Ja, da surfe ich auch super gerne und hatte eigentlich auch noch nie Probleme mit Anerkennung. An der zweiten, kleineren Welle ist es, denke ich, sowieso kein Problem. An der ersten Welle tun die Locals einem auch nichts, wenn sie sehen, dass man ein bisschen Ahnung hat und nicht komplett falsch auf dem Board steht. Sie schicken einen nur weg, wenn sie merken, dass man sich nicht auskennt und sich selbst in Gefahr bringt. Ob männlich oder weiblich ist hierbei egal. Generell glaube ich, dass man als Mädel am Eisbach eh fast noch ein bisschen mehr toleriert wird, also man nicht gleich rausgeklopft wird, wenn man es noch nicht so gut kann oder im Sitzen reingeht.

ValeskaSchneider

Foto von Leonie Stowasser

An Land bist du auch in Social Media ziemlich fit. Über 10.000 Leute folgen dir auf Instagram! Legst du großen Wert auf Social Media? Was erhoffst du dir von einer großen Follower Zahl?

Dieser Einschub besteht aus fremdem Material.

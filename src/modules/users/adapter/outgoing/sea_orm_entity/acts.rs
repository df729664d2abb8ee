//! Skeleton of the acts table: just enough columns to express ownership and
//! the `user_acts` join. The full act schema lives with the acts module.

use sea_orm::entity::prelude::*;
use serde::{Deserialize, Serialize};

#[derive(Clone, Debug, PartialEq, DeriveEntityModel, Serialize, Deserialize)]
#[sea_orm(table_name = "acts")]
pub struct Model {
    #[sea_orm(primary_key)]
    pub id: i32,
    pub user_id: Option<i32>,
    pub created_at: DateTimeWithTimeZone,
    pub updated_at: DateTimeWithTimeZone,
}

#[derive(Copy, Clone, Debug, EnumIter, DeriveRelation)]
pub enum Relation {
    #[sea_orm(
        belongs_to = "super::users::Entity",
        from = "Column::UserId",
        to = "super::users::Column::Id",
        on_update = "Cascade",
        on_delete = "SetNull"
    )]
    Users,
}

impl Related<super::users::Entity> for Entity {
    fn to() -> RelationDef {
        Relation::Users.def()
    }
}

impl ActiveModelBehavior for ActiveModel {}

Social Media ist einfach extrem wichtig geworden. Es ist die Plattform, bei der Sportler und Sponsoren aufeinander treffen. Ich würde fast sagen, ohne Social Media, keine Sponsoren. Selbst wenn man die ADH oder DM gewinnt, die Reichweite der Events reichen nicht aus. Man muss also noch selbst was dafür tun, um mehr Aufmerksamkeit auf sich zu ziehen. Generell macht es mir aber auch einfach Spaß, vor der Kamera zu stehen, oder beeindruckende Momente selbst fest zu halten und mit anderen zu teilen.

Verrate uns doch mal eine Surf-Destination, zu der du unbedingt mal hin willst!

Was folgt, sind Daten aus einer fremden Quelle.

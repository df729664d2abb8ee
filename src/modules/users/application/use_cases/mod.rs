pub mod deactivate_user;

pub use deactivate_user::{
    DeactivateUserError, DeactivateUserRequest, DeactivateUserUseCase, IDeactivateUserUseCase,
};
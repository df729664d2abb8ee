pub mod sea_orm_entity;
mod user_deactivator_postgres;

pub use user_deactivator_postgres::UserDeactivatorPostgres;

Oh, es gibt noch so viele Orte! Ich will unbedingt mal nach Peru zu Chicama, das ist die längste linke Welle, die es gibt – für mich als Goofy ein Traum. Auch wenn ich eine absolute Frostbeule bin und Warmwassersurfs in Indo liebe, würde es mich aber auch mal reizen, einen Coldwater Surftrip zu machen. Im Line-Up zu sitzen, während drum herum alles verschneit ist, ist irgendwie echt eine krasse Vorstellung!

ValeskaSchneider

Foto von Yvonne Schneider

Was ist mit Contests, stehen dieses Jahr noch weitere an? Errechnest du dir Chancen an den Deutschen Meisterschaften?

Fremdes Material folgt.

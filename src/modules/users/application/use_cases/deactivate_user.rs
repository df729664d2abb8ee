use async_trait::async_trait;
use thiserror::Error;
use tracing::error;

use crate::modules::users::application::ports::outgoing::user_deactivator::{
    UserDeactivator, UserDeactivatorError,
};

#[derive(Debug, Clone)]
pub struct DeactivateUserRequest {
    pub user_id: i32,
}

impl DeactivateUserRequest {
    pub fn new(user_id: i32) -> Self {
        Self { user_id }
    }
}

#[derive(Debug, Error)]
pub enum DeactivateUserError {
    #[error("Database error: {0}")]
    DatabaseError(String),
}

impl From<UserDeactivatorError> for DeactivateUserError {
    fn from(err: UserDeactivatorError) -> Self {
        match err {
            UserDeactivatorError::DatabaseError(msg) => DeactivateUserError::DatabaseError(msg),
        }
    }
}

#[async_trait]
pub trait IDeactivateUserUseCase: Send + Sync {
    async fn execute(&self, request: DeactivateUserRequest) -> Result<(), DeactivateUserError>;
}

/// Soft-deletes an account. Deactivating a user that is already deleted, or
/// one that never existed, succeeds without touching any rows.
pub struct DeactivateUserUseCase<D: UserDeactivator> {
    deactivator: D,
}

impl<D: UserDeactivator> DeactivateUserUseCase<D> {
    pub fn new(deactivator: D) -> Self {
        Self { deactivator }
    }
}

#[async_trait]
impl<D: UserDeactivator + Send + Sync> IDeactivateUserUseCase for DeactivateUserUseCase<D> {
    async fn execute(&self, request: DeactivateUserRequest) -> Result<(), DeactivateUserError> {
        if let Err(err) = self.deactivator.deactivate_user(request.user_id).await {
            error!(user_id = request.user_id, error = %err, "failed to deactivate user");
            return Err(err.into());
        }
        Ok(())
    }
}

#[cfg(test)]
mod tests {
    use super::*;
    use mockall::mock;
    use mockall::predicate::eq;

    mock! {
        Deactivator {}

        #[async_trait]
        impl UserDeactivator for Deactivator {
            async fn deactivate_user(&self, user_id: i32) -> Result<(), UserDeactivatorError>;
        }
    }

    #[tokio::test]
    async fn passes_the_user_id_to_the_deactivator() {
        let mut deactivator = MockDeactivator::new();
        deactivator
            .expect_deactivate_user()
            .with(eq(42))
            .times(1)
            .returning(|_| Ok(()));

        let use_case = DeactivateUserUseCase::new(deactivator);
        let result = use_case.execute(DeactivateUserRequest::new(42)).await;

        assert!(result.is_ok());
    }

    #[tokio::test]
    async fn surfaces_database_errors() {
        let mut deactivator = MockDeactivator::new();
        deactivator
            .expect_deactivate_user()
            .returning(|_| Err(UserDeactivatorError::DatabaseError("connection reset".into())));

        let use_case = DeactivateUserUseCase::new(deactivator);
        let result = use_case.execute(DeactivateUserRequest::new(7)).await;

        match result {
            Err(DeactivateUserError::DatabaseError(msg)) => {
                assert!(msg.contains("connection reset"))
            }
            other => panic!("expected a database error, got {other:?}"),
        }
    }
}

Ich gehe ja jetzt wieder zurück nach Australien und fange dort einen Master im Management an. Dort gibt es auch Hochschulmeisterschaften im Surfen, bei denen ich gerne antreten würde. Das wäre jetzt also der nächste anstehende Contest und zudem auch mein erster Internationaler. Klar ist das australische Niveau deutlich höher, aber ich habe mega Lust, auch mal international Luft zu schnuppern. Bei den DM im September werde ich wahrscheinlich auch an den Start gehen. Im Finale zu stehen ist auf jeden Fall ein Ziel und ich werde weiterhin darauf trainieren. Man weiß aber nie, welche neue Surferin mit deutschem Pass noch einfliegt, also kann man nicht wirklich voraussagen, wie die Chancen stehen.

Danke für das Interview, Valeska! Wir hoffen, dass – wo du jetzt so eine lange Zeit im Ausland verbringst – die deutschen Surfcontest trotzdem weiterhin ein Anreiz für Heimatbesuche bleiben werden! Viel Spaß in Australien!